[Data excerpts]
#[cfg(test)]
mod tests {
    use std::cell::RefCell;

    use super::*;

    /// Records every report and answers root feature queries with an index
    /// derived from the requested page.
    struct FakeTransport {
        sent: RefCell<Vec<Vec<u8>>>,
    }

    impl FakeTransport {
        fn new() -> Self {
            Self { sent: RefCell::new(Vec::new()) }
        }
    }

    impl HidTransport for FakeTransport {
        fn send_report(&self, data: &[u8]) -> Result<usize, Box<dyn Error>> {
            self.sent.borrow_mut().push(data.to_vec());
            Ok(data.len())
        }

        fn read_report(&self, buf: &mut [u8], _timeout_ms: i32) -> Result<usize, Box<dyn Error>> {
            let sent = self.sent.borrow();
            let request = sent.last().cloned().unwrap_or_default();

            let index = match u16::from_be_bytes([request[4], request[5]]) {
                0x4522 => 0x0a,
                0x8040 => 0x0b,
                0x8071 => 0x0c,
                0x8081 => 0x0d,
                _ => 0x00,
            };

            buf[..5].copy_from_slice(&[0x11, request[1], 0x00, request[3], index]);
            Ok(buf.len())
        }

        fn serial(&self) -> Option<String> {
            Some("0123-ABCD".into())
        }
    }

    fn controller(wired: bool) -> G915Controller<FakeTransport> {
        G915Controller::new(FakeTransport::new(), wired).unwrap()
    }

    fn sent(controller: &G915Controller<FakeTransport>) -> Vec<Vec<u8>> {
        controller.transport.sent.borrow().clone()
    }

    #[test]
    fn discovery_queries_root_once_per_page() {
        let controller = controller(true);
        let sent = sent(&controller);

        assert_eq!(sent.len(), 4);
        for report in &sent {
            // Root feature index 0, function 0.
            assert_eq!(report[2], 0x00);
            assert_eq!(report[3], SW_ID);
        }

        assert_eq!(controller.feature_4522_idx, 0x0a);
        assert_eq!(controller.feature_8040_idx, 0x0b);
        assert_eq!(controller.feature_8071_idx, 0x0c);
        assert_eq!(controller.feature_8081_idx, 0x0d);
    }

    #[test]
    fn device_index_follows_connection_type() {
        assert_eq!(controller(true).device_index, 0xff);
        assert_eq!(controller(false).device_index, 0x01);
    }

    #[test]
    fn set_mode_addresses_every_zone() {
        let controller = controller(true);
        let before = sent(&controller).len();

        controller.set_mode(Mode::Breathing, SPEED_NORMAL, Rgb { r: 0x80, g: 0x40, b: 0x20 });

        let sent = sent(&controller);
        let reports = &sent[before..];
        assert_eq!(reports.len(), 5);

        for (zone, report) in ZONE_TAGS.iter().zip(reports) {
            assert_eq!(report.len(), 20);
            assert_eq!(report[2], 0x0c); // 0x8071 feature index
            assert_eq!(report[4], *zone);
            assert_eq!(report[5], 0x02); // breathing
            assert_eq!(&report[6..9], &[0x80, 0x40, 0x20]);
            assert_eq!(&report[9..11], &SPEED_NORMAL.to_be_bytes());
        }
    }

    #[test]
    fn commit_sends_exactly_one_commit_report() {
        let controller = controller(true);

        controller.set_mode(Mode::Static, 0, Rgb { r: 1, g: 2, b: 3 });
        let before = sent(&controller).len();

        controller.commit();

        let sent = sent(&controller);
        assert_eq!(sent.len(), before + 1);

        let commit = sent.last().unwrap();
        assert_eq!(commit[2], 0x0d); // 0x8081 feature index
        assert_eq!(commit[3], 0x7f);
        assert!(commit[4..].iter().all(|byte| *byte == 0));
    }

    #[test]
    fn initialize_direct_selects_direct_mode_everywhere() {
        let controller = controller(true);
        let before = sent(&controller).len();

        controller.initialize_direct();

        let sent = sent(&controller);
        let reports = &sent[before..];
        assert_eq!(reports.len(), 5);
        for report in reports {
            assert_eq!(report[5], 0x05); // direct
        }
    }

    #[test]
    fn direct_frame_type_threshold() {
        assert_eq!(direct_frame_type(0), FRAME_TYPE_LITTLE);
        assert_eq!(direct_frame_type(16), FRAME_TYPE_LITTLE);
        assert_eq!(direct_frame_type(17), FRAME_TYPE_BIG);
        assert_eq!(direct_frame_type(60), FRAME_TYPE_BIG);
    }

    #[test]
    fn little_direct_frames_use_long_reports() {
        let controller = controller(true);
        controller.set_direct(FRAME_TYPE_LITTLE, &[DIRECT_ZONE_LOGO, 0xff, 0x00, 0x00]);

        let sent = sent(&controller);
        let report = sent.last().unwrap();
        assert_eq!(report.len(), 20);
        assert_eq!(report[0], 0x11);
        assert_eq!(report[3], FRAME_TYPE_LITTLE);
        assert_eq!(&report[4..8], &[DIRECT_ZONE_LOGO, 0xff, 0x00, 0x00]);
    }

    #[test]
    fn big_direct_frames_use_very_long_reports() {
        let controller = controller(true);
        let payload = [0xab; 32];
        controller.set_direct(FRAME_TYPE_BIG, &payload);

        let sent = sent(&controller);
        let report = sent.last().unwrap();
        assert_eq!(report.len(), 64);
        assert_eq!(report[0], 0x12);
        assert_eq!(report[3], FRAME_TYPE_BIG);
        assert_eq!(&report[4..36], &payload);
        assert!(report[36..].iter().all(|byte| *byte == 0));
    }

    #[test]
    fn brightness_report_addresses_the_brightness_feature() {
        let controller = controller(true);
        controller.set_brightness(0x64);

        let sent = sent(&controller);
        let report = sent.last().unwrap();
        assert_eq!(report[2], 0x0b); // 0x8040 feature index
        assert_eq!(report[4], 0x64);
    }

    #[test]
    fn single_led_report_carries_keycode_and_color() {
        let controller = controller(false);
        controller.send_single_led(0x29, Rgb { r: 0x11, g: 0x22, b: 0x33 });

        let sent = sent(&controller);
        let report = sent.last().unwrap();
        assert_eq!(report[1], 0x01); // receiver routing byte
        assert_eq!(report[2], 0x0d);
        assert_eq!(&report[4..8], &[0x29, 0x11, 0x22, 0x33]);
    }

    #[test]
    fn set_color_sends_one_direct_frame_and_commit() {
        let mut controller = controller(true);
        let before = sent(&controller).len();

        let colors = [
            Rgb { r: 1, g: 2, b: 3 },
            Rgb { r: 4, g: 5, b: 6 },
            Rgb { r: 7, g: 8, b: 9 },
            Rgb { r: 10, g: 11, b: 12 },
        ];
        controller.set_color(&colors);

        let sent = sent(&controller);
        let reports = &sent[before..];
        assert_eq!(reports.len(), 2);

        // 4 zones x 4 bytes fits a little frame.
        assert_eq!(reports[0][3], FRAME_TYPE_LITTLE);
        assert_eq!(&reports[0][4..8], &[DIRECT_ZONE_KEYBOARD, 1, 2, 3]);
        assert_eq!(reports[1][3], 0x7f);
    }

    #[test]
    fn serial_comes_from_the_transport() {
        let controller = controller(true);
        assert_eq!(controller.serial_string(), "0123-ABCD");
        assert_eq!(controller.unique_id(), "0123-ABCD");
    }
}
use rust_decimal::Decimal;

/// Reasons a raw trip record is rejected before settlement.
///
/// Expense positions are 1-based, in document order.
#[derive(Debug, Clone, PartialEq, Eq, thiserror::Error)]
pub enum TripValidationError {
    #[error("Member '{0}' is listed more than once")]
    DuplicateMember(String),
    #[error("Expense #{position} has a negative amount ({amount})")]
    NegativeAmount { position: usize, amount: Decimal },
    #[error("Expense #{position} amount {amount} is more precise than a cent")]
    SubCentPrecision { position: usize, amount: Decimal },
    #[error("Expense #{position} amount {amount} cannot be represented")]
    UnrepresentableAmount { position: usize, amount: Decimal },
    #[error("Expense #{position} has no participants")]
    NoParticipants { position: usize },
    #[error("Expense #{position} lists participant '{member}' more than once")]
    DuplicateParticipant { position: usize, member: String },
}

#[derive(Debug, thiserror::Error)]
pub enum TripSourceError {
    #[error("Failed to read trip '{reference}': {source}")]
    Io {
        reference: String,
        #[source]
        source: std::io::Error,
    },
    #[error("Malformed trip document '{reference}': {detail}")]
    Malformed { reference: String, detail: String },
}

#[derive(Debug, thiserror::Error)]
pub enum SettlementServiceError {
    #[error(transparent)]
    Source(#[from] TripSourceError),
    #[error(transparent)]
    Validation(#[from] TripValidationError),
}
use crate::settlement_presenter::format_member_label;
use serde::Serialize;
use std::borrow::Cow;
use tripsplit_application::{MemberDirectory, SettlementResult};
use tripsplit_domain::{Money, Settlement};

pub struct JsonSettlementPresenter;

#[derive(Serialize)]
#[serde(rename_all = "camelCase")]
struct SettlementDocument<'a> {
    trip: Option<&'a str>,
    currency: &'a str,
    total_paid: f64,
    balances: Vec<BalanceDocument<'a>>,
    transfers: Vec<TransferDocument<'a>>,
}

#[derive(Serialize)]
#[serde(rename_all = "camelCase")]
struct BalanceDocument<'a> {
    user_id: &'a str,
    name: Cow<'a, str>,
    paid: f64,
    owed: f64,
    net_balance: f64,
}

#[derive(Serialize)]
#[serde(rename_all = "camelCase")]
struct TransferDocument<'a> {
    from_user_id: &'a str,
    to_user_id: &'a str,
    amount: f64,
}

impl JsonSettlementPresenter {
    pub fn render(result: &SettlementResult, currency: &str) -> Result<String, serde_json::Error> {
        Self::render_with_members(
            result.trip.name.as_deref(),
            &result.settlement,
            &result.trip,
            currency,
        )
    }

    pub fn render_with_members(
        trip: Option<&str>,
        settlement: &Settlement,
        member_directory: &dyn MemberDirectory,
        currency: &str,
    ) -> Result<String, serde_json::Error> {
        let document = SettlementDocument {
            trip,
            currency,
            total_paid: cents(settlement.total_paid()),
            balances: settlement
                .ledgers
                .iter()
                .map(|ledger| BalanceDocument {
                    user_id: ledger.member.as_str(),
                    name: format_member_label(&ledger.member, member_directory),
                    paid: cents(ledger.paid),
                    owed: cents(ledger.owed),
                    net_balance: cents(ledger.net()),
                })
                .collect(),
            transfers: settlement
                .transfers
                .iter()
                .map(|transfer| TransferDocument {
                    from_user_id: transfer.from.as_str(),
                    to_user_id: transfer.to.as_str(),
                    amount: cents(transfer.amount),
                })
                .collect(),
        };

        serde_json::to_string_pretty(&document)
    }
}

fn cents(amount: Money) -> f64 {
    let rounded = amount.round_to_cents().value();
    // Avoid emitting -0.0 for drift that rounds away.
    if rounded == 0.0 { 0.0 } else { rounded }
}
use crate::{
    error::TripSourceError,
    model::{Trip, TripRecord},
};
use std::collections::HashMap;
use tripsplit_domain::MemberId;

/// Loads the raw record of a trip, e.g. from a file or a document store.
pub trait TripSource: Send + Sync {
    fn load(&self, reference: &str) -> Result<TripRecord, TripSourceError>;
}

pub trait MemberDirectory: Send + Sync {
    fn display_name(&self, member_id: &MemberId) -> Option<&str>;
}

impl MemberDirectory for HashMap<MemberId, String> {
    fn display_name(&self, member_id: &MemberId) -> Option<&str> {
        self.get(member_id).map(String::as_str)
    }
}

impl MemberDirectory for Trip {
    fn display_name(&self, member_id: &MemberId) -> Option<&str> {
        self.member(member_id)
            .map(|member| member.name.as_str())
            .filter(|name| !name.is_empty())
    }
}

> [What the exercise asks]
Check each line above for "Decimal" and give the number of lines that match, nothing more.

> [Expected answer]
4